Segment Start: Provided material
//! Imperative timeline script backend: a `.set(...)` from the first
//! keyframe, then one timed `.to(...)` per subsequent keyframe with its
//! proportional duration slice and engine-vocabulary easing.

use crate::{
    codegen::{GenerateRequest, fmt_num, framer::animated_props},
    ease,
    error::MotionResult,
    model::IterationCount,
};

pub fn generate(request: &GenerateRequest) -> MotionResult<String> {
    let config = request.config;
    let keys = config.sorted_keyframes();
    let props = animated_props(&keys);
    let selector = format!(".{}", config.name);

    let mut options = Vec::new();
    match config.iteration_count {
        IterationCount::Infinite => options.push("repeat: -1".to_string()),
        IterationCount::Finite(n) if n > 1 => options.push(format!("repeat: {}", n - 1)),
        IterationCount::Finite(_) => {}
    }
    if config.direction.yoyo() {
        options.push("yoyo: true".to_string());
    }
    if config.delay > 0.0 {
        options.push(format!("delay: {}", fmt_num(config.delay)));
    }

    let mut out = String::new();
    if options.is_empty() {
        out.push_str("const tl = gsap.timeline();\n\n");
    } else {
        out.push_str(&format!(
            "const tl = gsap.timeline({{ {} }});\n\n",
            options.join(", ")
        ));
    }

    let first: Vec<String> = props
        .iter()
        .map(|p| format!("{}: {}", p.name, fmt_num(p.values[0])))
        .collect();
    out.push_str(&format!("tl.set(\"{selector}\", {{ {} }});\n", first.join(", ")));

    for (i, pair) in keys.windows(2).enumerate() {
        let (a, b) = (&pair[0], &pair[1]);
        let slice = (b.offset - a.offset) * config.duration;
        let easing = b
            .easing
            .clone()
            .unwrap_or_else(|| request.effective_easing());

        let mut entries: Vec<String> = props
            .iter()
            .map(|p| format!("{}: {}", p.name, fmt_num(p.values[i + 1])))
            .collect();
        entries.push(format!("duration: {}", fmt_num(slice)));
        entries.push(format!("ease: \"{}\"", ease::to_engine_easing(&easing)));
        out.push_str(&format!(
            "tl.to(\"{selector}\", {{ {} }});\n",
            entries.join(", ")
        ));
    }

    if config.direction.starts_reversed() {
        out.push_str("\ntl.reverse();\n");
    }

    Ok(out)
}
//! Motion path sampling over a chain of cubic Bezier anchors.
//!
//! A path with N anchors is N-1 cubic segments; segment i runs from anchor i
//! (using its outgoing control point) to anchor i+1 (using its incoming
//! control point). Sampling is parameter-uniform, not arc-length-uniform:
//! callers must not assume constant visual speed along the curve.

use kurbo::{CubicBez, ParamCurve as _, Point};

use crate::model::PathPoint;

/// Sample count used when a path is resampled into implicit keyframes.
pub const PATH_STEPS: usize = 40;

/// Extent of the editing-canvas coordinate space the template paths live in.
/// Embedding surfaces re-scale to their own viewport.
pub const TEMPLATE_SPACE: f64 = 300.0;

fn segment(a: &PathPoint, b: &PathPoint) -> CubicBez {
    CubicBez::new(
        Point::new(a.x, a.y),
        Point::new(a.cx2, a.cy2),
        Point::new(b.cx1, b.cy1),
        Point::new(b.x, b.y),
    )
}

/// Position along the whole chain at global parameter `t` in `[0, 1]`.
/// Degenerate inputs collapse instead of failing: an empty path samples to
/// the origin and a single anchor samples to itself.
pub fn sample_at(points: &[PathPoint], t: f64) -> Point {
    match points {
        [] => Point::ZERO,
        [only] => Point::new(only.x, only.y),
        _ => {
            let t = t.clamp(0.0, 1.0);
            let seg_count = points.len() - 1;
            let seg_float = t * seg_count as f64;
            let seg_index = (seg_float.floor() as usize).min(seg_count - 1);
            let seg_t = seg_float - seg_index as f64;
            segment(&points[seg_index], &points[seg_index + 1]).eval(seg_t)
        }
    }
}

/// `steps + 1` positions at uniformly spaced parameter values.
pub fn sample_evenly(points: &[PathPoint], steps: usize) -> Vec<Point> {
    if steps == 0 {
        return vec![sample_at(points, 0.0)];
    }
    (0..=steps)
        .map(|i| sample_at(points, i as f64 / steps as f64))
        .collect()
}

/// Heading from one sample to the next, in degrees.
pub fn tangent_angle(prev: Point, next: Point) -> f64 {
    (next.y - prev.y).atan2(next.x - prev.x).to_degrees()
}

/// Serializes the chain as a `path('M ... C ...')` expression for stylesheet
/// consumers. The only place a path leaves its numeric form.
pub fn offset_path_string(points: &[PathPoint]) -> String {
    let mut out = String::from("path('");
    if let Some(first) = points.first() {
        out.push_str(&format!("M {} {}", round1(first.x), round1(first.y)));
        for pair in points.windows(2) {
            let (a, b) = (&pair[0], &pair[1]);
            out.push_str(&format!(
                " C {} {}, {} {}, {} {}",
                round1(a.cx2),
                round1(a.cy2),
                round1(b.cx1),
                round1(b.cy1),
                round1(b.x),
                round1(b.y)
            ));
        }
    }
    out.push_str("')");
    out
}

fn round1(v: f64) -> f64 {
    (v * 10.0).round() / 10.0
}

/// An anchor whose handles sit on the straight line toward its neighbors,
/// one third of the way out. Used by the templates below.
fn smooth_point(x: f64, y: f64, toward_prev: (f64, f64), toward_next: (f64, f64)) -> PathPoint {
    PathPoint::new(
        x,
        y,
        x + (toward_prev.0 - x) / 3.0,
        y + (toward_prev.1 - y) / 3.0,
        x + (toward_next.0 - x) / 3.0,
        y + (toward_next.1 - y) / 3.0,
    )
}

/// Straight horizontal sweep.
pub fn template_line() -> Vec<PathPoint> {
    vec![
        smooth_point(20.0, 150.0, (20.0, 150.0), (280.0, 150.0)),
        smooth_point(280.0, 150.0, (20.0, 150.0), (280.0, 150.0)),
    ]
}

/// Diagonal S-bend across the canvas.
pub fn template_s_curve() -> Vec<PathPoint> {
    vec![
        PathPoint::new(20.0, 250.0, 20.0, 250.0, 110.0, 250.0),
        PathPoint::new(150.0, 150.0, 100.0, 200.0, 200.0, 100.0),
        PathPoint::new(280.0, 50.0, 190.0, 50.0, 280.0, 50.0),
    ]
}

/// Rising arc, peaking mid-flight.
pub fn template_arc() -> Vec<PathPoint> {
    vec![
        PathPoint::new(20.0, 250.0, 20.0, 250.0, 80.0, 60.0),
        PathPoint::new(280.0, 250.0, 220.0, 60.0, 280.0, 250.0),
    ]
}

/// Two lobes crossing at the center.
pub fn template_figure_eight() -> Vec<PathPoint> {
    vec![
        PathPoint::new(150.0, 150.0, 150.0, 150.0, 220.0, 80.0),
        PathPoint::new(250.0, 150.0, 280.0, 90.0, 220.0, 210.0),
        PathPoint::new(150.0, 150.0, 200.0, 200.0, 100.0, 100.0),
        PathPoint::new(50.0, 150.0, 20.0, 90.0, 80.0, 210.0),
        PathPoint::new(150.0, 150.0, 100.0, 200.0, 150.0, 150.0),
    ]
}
Segment End: Provided material
Segment Start: Provided material
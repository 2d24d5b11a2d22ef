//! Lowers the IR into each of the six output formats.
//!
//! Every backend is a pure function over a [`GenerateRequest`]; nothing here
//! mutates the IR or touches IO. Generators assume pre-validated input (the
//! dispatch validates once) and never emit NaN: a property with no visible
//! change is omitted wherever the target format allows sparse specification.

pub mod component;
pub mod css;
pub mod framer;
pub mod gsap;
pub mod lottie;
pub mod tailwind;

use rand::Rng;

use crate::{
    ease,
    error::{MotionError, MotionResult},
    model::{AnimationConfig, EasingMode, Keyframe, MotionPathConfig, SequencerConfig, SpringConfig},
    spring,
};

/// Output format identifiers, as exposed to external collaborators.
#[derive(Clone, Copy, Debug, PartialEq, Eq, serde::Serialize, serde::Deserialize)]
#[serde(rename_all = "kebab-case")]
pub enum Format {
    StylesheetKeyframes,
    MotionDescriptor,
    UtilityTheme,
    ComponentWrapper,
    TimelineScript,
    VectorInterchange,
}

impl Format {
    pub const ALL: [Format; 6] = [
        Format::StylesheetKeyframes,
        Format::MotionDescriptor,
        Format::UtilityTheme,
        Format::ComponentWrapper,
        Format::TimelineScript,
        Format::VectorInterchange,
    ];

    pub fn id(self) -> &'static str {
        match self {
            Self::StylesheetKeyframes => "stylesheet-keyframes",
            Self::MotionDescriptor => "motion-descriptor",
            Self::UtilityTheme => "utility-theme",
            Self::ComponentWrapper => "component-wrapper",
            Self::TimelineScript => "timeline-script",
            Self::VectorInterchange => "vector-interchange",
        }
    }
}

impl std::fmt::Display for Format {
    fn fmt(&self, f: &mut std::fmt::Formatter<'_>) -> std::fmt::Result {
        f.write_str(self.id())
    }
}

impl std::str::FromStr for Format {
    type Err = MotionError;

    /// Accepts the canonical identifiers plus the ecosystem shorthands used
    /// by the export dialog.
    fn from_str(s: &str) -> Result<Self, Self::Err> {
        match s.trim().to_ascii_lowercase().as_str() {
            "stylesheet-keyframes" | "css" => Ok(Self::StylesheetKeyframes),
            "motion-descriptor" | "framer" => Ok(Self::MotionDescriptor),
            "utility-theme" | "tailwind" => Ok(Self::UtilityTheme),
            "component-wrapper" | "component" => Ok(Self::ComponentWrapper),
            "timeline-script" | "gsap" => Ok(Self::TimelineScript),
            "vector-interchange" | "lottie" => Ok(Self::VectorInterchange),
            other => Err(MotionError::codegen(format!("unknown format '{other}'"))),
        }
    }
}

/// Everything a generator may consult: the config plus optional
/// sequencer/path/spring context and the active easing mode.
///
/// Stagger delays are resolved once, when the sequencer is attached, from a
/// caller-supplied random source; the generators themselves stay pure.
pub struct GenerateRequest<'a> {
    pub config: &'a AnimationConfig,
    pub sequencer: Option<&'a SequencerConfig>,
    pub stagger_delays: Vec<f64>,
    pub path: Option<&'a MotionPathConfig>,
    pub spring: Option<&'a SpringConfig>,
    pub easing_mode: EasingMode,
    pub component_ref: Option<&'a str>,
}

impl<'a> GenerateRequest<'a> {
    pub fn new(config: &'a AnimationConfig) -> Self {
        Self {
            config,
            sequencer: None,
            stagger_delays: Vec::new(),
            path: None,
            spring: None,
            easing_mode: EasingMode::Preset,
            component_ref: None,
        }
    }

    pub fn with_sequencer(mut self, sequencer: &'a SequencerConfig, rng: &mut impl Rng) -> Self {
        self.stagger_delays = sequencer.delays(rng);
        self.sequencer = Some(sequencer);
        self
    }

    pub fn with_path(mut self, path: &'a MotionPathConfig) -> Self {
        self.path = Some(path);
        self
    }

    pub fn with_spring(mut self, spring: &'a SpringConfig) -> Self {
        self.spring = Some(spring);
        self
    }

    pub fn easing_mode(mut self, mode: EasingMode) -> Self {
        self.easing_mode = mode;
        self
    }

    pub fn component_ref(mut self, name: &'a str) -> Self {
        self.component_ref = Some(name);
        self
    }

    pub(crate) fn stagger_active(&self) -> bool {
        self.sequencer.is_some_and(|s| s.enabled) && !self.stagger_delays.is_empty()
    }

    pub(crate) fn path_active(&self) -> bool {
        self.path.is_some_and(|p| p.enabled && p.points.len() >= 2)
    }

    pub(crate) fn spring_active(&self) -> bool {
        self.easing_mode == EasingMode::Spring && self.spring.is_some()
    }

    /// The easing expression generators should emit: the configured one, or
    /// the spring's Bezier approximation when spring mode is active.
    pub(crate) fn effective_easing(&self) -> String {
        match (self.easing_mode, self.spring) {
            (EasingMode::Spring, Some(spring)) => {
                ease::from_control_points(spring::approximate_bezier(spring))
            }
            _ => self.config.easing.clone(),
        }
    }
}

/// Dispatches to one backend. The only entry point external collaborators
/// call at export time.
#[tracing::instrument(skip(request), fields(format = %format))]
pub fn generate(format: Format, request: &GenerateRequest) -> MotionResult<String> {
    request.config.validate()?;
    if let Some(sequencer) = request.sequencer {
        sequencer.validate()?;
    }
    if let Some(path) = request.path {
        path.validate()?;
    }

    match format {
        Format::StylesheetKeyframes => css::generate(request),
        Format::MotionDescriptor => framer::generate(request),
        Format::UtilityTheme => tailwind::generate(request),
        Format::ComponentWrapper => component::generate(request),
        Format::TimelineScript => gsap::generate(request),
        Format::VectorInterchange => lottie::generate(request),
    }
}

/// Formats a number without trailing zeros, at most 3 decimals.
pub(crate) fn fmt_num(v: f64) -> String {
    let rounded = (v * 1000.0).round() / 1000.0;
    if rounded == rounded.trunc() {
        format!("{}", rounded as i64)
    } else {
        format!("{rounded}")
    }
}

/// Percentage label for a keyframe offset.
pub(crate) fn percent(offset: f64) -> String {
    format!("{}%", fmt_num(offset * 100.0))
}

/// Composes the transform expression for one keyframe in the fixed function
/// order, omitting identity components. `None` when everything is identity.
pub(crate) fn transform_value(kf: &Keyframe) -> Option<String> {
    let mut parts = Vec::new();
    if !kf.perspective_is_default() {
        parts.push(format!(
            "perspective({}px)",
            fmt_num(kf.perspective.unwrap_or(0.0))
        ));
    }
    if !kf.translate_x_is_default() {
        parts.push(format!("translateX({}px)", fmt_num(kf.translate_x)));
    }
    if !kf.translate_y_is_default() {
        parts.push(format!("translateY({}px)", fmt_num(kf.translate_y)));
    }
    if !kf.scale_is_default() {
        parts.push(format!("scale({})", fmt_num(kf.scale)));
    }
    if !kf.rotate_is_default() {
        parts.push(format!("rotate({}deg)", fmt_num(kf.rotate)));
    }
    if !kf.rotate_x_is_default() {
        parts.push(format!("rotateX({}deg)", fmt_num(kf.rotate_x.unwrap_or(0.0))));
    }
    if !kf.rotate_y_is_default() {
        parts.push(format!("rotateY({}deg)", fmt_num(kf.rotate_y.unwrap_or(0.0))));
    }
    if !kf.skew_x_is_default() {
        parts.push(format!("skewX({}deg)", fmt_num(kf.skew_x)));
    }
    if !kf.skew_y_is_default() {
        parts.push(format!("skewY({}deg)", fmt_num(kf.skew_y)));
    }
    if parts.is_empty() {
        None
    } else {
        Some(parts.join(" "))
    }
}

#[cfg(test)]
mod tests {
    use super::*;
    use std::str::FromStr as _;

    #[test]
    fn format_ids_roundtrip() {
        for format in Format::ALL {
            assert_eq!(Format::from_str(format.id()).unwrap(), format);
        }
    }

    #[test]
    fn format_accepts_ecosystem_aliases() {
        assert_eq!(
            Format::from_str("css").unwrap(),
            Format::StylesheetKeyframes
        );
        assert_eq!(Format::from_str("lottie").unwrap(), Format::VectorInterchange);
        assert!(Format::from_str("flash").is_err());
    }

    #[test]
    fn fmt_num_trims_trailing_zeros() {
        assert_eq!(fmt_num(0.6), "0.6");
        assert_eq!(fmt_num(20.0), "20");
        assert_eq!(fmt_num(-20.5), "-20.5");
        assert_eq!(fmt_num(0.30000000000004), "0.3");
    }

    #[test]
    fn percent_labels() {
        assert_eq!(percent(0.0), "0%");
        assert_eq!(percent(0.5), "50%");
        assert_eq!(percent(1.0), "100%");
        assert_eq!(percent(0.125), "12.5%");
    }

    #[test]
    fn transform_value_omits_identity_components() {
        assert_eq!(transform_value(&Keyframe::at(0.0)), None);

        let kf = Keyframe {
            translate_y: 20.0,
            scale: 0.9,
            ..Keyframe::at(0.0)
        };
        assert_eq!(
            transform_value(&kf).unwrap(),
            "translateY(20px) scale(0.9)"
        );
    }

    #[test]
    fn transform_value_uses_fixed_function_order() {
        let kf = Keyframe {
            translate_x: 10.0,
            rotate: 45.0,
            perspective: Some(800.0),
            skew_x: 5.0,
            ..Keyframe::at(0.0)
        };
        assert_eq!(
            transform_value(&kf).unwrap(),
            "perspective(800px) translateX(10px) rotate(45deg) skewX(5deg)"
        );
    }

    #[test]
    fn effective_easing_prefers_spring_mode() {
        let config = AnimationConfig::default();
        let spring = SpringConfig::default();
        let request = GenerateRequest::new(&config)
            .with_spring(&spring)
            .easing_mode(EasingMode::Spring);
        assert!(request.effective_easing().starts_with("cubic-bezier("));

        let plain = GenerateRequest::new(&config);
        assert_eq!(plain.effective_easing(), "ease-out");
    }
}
Segment End: Provided material
Work task -> Pick out each line above that includes "along" and show it.

Result for this exercise ->
//! callers must not assume constant visual speed along the curve.
/// Position along the whole chain at global parameter `t` in `[0, 1]`.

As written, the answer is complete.